Le mot n’est pas dans la Bible, bien entendu... pas plus que ceux de « mission » et d’« évangélisation », qui sont l’héritage d’une histoire « des » missions, dans laquelle la mission chrétienne consistait à quitter l’Occident « chrétien », à traverser des frontières pour porter l’Evangile dans des pays « païens ». Comme le relève Vinoth Ramachandra, un théologien indien, « ce concept, malgré ses faiblesses, a inspiré des milliers de missionnaires transculturels qui ont écrit quelques-unes des plus belles pages de l’histoire de l’Eglise ». Mais cette vision réductrice de « la mission » était porteuse de dichotomies néfastes : entre Eglise d’envoi et Eglise d’accueil, entre ici et champ missionnaire, entre missionnaires et chrétiens ordinaires, entre vie de l’Eglise ici et mission au loin.
Une dichotomie historique
Une autre dichotomie s’est installée au sein du mouvement évangélique dans le premier quart du XXe siècle : celle de l’opposition classique entre évangélisation et action sociale, l’évangélisation représentant la tâche prioritaire et spécifique de l’Eglise. Cette vision des priorités s’est constituée en bonne partie en réaction à l’évolution inverse qui se profilait au sein du mouvement œcuménique. Il faut rappeler que le mouvement œcuménique est né du défi d’accomplir ensemble notre mission d’évangélisation du monde, tel qu’il s’exprimait à la conférence des missions d’Edimbourg en 1910. A cette époque, l’ensemble du mouvement missionnaire protestant était marqué par le courant évangélique. C’est dans une belle unité et un grand enthousiasme que les Eglises se sont alors donné pour tâche d’« évangéliser le monde dans cette génération ».

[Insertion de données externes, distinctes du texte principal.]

//! Concurrent download worker pool.
//!
//! A fixed-width pool pulls confirmed-valid URLs, fetches each one through a
//! shared [`FetchClient`], and reports exactly one terminal
//! [`DownloadOutcome`] per URL over an mpsc channel to a single aggregator.
//! Completion order across URLs is unordered; the aggregation is commutative,
//! so order never affects the final tally.

use std::collections::HashSet;
use std::path::Path;
use std::sync::Arc;

use tokio::sync::{Semaphore, mpsc};
use tracing::{debug, info, instrument, warn};

use super::FetchClient;
use super::filename::basename;
use crate::progress::{ProgressEvent, ProgressSink};

/// Minimum allowed worker width.
const MIN_CONCURRENCY: usize = 1;

/// Maximum allowed worker width.
const MAX_CONCURRENCY: usize = 100;

/// Default worker width if not specified.
pub const DEFAULT_CONCURRENCY: usize = 10;

/// Error type for worker pool configuration and execution.
#[derive(Debug, thiserror::Error)]
pub enum EngineError {
    /// Invalid worker width provided.
    #[error(
        "invalid concurrency value {value}: must be between {MIN_CONCURRENCY} and {MAX_CONCURRENCY}"
    )]
    InvalidConcurrency {
        /// The invalid value that was provided.
        value: usize,
    },

    /// Semaphore was closed unexpectedly.
    #[error("semaphore closed unexpectedly")]
    SemaphoreClosed,
}

/// Terminal result of one download attempt. Every assigned URL yields exactly
/// one outcome — no silent drops.
#[derive(Debug, Clone, PartialEq, Eq)]
pub struct DownloadOutcome {
    /// The URL that was assigned to a worker.
    pub url: String,
    /// Filename the body was (or would have been) written under.
    pub filename: String,
    /// Whether the file was fully written.
    pub succeeded: bool,
}

/// Fixed-width concurrent download pool.
///
/// # Concurrency model
///
/// - Each download runs in its own Tokio task
/// - A semaphore permit is acquired before each task starts
/// - Permits are released automatically when tasks complete (RAII)
/// - Workers send outcomes to a single aggregator over an mpsc channel,
///   so no counter is shared mutably between workers
#[derive(Debug)]
pub struct DownloadPool {
    /// Semaphore for concurrency control.
    semaphore: Arc<Semaphore>,
    /// Configured worker width.
    concurrency: usize,
}

impl DownloadPool {
    /// Creates a pool with the given worker width.
    ///
    /// # Errors
    ///
    /// Returns [`EngineError::InvalidConcurrency`] if the value is outside
    /// the valid range (1-100).
    #[instrument(level = "debug")]
    pub fn new(concurrency: usize) -> Result<Self, EngineError> {
        if !(MIN_CONCURRENCY..=MAX_CONCURRENCY).contains(&concurrency) {
            return Err(EngineError::InvalidConcurrency { value: concurrency });
        }
        Ok(Self {
            semaphore: Arc::new(Semaphore::new(concurrency)),
            concurrency,
        })
    }

    /// Returns the configured worker width.
    #[must_use]
    pub fn concurrency(&self) -> usize {
        self.concurrency
    }

    /// Downloads every URL into `dest_dir`, returning one outcome per URL.
    ///
    /// Individual download failures do NOT fail this method; they surface as
    /// outcomes with `succeeded == false`. The destination directory must
    /// already exist.
    ///
    /// # Errors
    ///
    /// Returns [`EngineError::SemaphoreClosed`] if the semaphore is closed.
    #[instrument(skip(self, client, urls, progress), fields(urls = urls.len(), dest_dir = %dest_dir.display()))]
    pub async fn download_all(
        &self,
        client: &FetchClient,
        urls: Vec<String>,
        dest_dir: &Path,
        progress: &ProgressSink,
    ) -> Result<Vec<DownloadOutcome>, EngineError> {
        let total = urls.len();
        let (tx, mut rx) = mpsc::unbounded_channel::<DownloadOutcome>();
        let mut handles = Vec::with_capacity(total);

        info!(total, "starting download pool");

        for url in urls {
            let permit = self
                .semaphore
                .clone()
                .acquire_owned()
                .await
                .map_err(|_| EngineError::SemaphoreClosed)?;

            let client = client.clone();
            let dest_dir = dest_dir.to_path_buf();
            let tx = tx.clone();
            let progress = progress.clone();
            let task_url = url.clone();

            handles.push((
                url,
                tokio::spawn(async move {
                    // Permit is dropped when this block exits (RAII)
                    let _permit = permit;
                    let outcome = fetch_one(&client, &task_url, &dest_dir).await;
                    progress.emit(ProgressEvent::Downloaded {
                        url: outcome.url.clone(),
                        succeeded: outcome.succeeded,
                    });
                    // Receiver outliving the workers is guaranteed by the
                    // aggregation loop below; a send failure means the pool
                    // driver itself is gone, so there is nobody to tell.
                    let _ = tx.send(outcome);
                }),
            ));
        }
        // All worker-held senders remain; drop the driver's own so the
        // aggregation loop terminates once every worker has reported.
        drop(tx);

        let mut outcomes = Vec::with_capacity(total);
        while let Some(outcome) = rx.recv().await {
            outcomes.push(outcome);
        }

        // Surface panicked tasks as failed outcomes rather than silent drops.
        let reported: HashSet<String> = outcomes.iter().map(|o| o.url.clone()).collect();
        for (url, handle) in handles {
            if let Err(e) = handle.await {
                warn!(url = %url, error = %e, "download task panicked");
                if !reported.contains(&url) {
                    outcomes.push(failed_outcome(&url));
                }
            }
        }

        let succeeded = outcomes.iter().filter(|o| o.succeeded).count();
        debug!(
            total,
            succeeded,
            failed = outcomes.len() - succeeded,
            "download pool complete"
        );
        Ok(outcomes)
    }
}

/// Runs one download to a terminal outcome. Never panics, never retries.
async fn fetch_one(client: &FetchClient, url: &str, dest_dir: &Path) -> DownloadOutcome {
    match client.fetch_to_file(url, dest_dir).await {
        Ok(path) => DownloadOutcome {
            url: url.to_string(),
            filename: path
                .file_name()
                .and_then(|n| n.to_str())
                .unwrap_or_default()
                .to_string(),
            succeeded: true,
        },
        Err(e) => {
            warn!(url = %url, error = %e, "download failed");
            failed_outcome(url)
        }
    }
}

fn failed_outcome(url: &str) -> DownloadOutcome {
    let filename = url::Url::parse(url)
        .map(|parsed| basename(&parsed))
        .unwrap_or_default();
    DownloadOutcome {
        url: url.to_string(),
        filename,
        succeeded: false,
    }
}
//! CLI argument definitions using clap derive macros.

use std::path::PathBuf;

use clap::Parser;

use harvester_core::{DEFAULT_CONCURRENCY, DEFAULT_MISS_THRESHOLD};

/// Discover and bulk-download numbered gallery images.
///
/// Given a listing page URL of the form `https://host/<name>/index.html`,
/// harvester enumerates the numbered images under `<name>/images/`, checks
/// which of them exist, and downloads the confirmed ones concurrently.
#[derive(Parser, Debug)]
#[command(name = "harvester")]
#[command(author, version, about)]
pub struct Args {
    /// Gallery listing URL (prompted for interactively when omitted on a terminal)
    pub url: Option<String>,

    /// Root directory downloads are placed under
    #[arg(short = 'o', long, default_value = "harvested")]
    pub output: PathBuf,

    /// Subfolder name inside the output root (defaults to the output root itself)
    #[arg(short = 'f', long)]
    pub folder: Option<String>,

    /// Generate and validate exactly N candidates instead of adaptive discovery
    #[arg(short = 'n', long, value_name = "N")]
    pub count: Option<u32>,

    /// Consecutive misses that end adaptive discovery (1-100)
    #[arg(short = 't', long, default_value_t = DEFAULT_MISS_THRESHOLD, value_parser = clap::value_parser!(u32).range(1..=100))]
    pub threshold: u32,

    /// Maximum concurrent probes/downloads (1-100)
    #[arg(short = 'c', long, default_value_t = DEFAULT_CONCURRENCY as u8, value_parser = clap::value_parser!(u8).range(1..=100))]
    pub concurrency: u8,

    /// Disable the progress bar
    #[arg(long)]
    pub no_progress: bool,

    /// Increase output verbosity (-v for debug, -vv for trace)
    #[arg(short, long, action = clap::ArgAction::Count)]
    pub verbose: u8,

    /// Suppress non-error output
    #[arg(short, long)]
    pub quiet: bool,
}
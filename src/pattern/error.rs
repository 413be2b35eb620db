//! Error types for listing-URL pattern extraction.

use thiserror::Error;

/// Errors that can occur while deriving a source reference from a listing URL.
#[derive(Debug, Clone, Error)]
pub enum PatternError {
    /// URL is malformed or does not match the expected listing shape
    #[error("invalid listing URL '{url}': {reason}\n  Suggestion: {suggestion}")]
    InvalidListingUrl {
        /// The URL that failed extraction
        url: String,
        /// Why the URL was rejected
        reason: String,
        /// How to fix the issue
        suggestion: String,
    },

    /// The gallery directory name contains no alphabetic characters,
    /// so no filename stem can be derived from it.
    #[error("no usable stem in gallery directory '{token}': it contains no alphabetic characters")]
    EmptyStem {
        /// The directory token that produced an empty stem
        token: String,
    },
}

impl PatternError {
    /// Creates an `InvalidListingUrl` error for a URL that failed to parse.
    #[must_use]
    pub fn malformed(url: &str, parse_error: &str) -> Self {
        Self::InvalidListingUrl {
            url: url.to_string(),
            reason: parse_error.to_string(),
            suggestion: "Check the URL format and try again".to_string(),
        }
    }

    /// Creates an `InvalidListingUrl` error for a non-web URL scheme.
    #[must_use]
    pub fn unsupported_scheme(url: &str, scheme: &str) -> Self {
        Self::InvalidListingUrl {
            url: url.to_string(),
            reason: format!("scheme '{scheme}' is not supported"),
            suggestion: "Use http:// or https:// URLs".to_string(),
        }
    }

    /// Creates an `InvalidListingUrl` error for a URL whose path does not end
    /// in the `/<name>/index.html` listing shape.
    #[must_use]
    pub fn not_a_listing(url: &str) -> Self {
        Self::InvalidListingUrl {
            url: url.to_string(),
            reason: "path does not end in /<name>/index.html".to_string(),
            suggestion: "Pass the gallery listing page URL, e.g. https://host/gallery1/index.html"
                .to_string(),
        }
    }

    /// Creates an `InvalidListingUrl` error for a URL carrying a query string
    /// or fragment, which would corrupt the derived base path.
    #[must_use]
    pub fn has_query_or_fragment(url: &str) -> Self {
        Self::InvalidListingUrl {
            url: url.to_string(),
            reason: "URL has a query string or fragment".to_string(),
            suggestion: "Remove everything after index.html".to_string(),
        }
    }

    /// Creates an `EmptyStem` error.
    #[must_use]
    pub fn empty_stem(token: &str) -> Self {
        Self::EmptyStem {
            token: token.to_string(),
        }
    }
}
//! Concurrent existence validation for a bounded candidate set.

use std::sync::Arc;

use tokio::sync::Semaphore;
use tracing::{debug, instrument};

use super::candidate::{Candidate, ValidationResult};
use super::error::DiscoverError;
use super::probe::Prober;
use crate::progress::{ProgressEvent, ProgressSink};

/// Probes every candidate concurrently under a semaphore cap and returns the
/// results in candidate order.
///
/// Probe classifications never fail the pass; a miss only excludes the
/// candidate. Completion order of the probes themselves is unordered, but the
/// returned vector follows the input sequence.
///
/// # Errors
///
/// Returns [`DiscoverError::ValidationTask`] if a spawned probe task cannot
/// be joined (panic or runtime shutdown).
#[instrument(skip(prober, candidates, progress), fields(candidates = candidates.len()))]
pub async fn validate_bounded(
    prober: Arc<dyn Prober>,
    candidates: Vec<Candidate>,
    concurrency: usize,
    progress: &ProgressSink,
) -> Result<Vec<ValidationResult>, DiscoverError> {
    let semaphore = Arc::new(Semaphore::new(concurrency.max(1)));
    let mut handles = Vec::with_capacity(candidates.len());

    for candidate in candidates {
        let permit = semaphore
            .clone()
            .acquire_owned()
            .await
            .map_err(|e| DiscoverError::ValidationTask {
                reason: e.to_string(),
            })?;
        let prober = Arc::clone(&prober);
        let progress = progress.clone();

        handles.push(tokio::spawn(async move {
            // Permit is dropped when this block exits (RAII)
            let _permit = permit;
            let valid = prober.probe(&candidate.url).await.is_hit();
            progress.emit(ProgressEvent::Probed {
                index: candidate.index,
                valid,
            });
            ValidationResult { candidate, valid }
        }));
    }

    let mut results = Vec::with_capacity(handles.len());
    for handle in handles {
        let result = handle.await.map_err(|e| DiscoverError::ValidationTask {
            reason: e.to_string(),
        })?;
        results.push(result);
    }

    let hits = results.iter().filter(|r| r.valid).count();
    debug!(total = results.len(), hits, "bounded validation complete");
    Ok(results)
}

La Première Guerre mondiale viendra battre en brèche l’idéologie de l’époque, qui liait évangélisation et diffusion de la civilisation (occidentale, bien entendu). De la Conférence d’Edimbourg naîtra bientôt le Conseil international des missions (CIM), puis plus tard le Conseil œcuménique des Eglises, auquel le CIM sera intégré en 1961. Au cours de cette évolution, les mouvements évangélique et œcuménique prendront des directions divergentes sur divers points, et pour le dire de manière un peu caricaturale, les premiers se préoccuperont prioritairement de l’annonce de l’Evangile tandis que les seconds mettront l’accent sur l’engagement socio-politique.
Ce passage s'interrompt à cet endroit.